## Listed records
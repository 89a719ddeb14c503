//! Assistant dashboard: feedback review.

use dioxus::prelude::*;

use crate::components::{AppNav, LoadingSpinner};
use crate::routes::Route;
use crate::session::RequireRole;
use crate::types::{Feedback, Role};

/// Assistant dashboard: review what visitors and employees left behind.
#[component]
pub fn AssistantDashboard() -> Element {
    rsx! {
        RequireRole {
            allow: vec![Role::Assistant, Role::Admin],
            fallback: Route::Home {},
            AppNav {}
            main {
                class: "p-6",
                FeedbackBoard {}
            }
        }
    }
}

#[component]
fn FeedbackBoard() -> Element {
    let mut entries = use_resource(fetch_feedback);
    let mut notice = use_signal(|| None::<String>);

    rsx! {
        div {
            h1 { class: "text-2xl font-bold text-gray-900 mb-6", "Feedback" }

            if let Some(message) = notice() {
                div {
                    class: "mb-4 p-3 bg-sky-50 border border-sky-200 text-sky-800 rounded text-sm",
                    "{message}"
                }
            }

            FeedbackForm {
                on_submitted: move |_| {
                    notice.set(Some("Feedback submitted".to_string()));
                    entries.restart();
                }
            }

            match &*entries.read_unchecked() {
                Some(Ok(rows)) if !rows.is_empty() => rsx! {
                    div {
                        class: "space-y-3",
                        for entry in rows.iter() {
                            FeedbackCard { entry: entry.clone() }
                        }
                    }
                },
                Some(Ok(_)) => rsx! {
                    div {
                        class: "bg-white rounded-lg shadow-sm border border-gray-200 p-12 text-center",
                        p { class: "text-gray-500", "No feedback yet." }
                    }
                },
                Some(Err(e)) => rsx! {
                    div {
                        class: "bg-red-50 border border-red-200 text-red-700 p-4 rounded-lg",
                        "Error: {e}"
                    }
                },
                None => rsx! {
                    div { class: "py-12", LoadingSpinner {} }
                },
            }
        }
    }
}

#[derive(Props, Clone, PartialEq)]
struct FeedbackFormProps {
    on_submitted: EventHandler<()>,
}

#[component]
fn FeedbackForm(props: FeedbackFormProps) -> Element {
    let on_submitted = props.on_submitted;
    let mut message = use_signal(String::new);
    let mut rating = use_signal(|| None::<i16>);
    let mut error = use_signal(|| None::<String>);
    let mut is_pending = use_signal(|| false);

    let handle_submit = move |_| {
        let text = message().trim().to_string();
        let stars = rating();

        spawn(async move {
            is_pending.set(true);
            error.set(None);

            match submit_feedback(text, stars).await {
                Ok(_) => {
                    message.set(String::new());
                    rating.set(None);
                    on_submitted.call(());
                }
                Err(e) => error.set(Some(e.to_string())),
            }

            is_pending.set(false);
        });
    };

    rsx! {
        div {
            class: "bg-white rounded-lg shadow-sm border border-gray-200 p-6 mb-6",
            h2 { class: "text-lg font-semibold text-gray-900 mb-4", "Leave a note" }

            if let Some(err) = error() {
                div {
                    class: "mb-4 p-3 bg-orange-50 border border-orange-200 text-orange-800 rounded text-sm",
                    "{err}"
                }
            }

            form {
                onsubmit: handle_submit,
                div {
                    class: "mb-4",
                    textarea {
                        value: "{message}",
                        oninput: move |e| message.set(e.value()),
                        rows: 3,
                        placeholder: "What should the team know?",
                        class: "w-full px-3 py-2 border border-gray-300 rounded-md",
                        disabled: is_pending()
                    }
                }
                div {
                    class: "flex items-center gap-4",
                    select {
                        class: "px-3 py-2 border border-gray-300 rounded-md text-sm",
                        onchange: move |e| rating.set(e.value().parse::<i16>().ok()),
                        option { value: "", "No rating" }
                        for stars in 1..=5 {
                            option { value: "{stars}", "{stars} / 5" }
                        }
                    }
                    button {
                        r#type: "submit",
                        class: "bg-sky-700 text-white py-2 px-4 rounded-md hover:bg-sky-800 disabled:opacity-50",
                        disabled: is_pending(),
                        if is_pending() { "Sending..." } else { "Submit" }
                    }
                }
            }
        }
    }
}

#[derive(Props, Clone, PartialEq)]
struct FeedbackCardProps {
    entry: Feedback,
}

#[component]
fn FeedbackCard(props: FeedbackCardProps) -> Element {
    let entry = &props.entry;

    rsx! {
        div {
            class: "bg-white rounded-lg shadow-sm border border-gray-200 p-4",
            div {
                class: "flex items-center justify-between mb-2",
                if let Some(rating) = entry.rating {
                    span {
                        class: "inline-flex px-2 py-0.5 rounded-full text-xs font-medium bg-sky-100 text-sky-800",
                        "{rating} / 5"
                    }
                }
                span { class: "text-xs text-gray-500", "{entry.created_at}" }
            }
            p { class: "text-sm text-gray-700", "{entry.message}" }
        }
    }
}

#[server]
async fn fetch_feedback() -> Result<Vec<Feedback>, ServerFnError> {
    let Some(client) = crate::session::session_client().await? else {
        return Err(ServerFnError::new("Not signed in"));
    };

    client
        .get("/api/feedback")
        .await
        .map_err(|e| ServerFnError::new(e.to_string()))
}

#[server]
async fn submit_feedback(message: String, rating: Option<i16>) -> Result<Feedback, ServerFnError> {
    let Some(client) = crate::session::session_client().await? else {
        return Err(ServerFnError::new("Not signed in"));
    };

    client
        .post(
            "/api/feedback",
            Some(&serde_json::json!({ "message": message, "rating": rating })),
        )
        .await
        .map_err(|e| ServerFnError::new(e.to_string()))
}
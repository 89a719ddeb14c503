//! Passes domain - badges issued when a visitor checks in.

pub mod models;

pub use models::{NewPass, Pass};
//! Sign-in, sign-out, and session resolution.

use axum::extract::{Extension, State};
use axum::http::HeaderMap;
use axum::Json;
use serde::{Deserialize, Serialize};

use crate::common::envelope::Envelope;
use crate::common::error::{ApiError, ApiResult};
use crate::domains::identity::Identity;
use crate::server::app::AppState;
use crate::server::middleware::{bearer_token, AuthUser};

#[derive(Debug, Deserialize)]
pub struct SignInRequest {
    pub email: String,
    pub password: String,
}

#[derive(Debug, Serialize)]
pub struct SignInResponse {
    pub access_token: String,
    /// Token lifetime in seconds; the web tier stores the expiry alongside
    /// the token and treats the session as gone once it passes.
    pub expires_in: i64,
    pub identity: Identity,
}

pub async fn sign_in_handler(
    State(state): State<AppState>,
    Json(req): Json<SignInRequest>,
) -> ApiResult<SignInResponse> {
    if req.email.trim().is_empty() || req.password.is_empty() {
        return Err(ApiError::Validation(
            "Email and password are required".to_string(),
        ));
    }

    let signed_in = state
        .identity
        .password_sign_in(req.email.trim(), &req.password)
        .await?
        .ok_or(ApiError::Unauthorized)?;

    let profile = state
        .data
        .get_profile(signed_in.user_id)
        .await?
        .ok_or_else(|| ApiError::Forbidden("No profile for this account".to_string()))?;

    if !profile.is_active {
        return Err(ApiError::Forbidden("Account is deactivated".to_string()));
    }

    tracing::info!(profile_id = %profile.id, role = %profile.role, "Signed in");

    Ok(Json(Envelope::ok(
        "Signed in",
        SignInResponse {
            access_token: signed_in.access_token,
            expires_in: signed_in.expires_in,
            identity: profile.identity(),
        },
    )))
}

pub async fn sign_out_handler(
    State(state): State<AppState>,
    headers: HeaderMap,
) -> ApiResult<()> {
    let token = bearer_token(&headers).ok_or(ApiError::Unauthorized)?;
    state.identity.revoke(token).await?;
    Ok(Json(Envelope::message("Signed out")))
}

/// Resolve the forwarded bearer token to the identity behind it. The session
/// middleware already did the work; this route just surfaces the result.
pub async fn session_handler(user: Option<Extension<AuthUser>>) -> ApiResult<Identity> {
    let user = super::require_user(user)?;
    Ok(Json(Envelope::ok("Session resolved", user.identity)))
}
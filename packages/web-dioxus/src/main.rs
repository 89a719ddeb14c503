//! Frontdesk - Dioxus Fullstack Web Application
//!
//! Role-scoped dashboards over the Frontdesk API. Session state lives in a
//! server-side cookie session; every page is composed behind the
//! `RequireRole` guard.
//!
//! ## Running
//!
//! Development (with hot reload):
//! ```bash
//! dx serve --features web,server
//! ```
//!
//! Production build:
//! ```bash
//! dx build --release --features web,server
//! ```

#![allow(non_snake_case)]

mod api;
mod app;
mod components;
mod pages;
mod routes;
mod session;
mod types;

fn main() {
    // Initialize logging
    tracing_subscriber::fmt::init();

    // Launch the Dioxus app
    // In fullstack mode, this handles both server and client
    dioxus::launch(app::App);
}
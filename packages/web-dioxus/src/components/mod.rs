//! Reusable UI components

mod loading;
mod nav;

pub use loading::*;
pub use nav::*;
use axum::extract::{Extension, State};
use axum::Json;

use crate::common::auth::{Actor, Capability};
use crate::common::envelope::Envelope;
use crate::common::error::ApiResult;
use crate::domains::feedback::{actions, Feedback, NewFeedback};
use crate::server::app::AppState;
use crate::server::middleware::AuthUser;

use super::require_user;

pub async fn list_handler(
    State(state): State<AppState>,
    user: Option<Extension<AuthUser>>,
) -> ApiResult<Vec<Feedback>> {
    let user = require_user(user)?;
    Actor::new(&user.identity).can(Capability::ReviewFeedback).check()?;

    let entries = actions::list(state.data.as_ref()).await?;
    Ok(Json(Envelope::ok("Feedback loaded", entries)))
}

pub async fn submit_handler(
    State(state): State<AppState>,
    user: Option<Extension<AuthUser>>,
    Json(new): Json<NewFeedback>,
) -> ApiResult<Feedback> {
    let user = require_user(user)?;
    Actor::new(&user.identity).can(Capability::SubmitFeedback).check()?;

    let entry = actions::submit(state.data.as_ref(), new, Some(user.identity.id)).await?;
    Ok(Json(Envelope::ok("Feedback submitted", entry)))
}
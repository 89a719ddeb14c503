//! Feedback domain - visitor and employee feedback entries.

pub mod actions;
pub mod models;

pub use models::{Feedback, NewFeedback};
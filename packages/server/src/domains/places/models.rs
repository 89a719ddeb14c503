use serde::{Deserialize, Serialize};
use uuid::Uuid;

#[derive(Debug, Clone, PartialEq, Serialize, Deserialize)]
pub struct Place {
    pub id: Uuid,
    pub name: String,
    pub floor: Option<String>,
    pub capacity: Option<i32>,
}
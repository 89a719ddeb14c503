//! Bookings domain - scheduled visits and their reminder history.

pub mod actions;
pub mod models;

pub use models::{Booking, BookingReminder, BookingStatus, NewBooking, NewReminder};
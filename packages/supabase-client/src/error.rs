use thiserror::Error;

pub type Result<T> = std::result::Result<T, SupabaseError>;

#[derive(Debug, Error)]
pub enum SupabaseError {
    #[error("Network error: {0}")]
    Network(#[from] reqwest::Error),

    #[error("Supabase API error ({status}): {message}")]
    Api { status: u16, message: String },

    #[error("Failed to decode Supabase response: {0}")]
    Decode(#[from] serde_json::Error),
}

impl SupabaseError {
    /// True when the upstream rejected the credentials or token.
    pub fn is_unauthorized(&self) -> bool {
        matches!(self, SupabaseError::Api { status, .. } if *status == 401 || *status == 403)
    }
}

## Activity
Each line above that holds the string "AuthUser" should be copied and shown.

## Written response
use crate::server::middleware::{bearer_token, AuthUser};
pub async fn session_handler(user: Option<Extension<AuthUser>>) -> ApiResult<Identity> {
use crate::server::middleware::AuthUser;
    user: Option<Extension<AuthUser>>,
    user: Option<Extension<AuthUser>>,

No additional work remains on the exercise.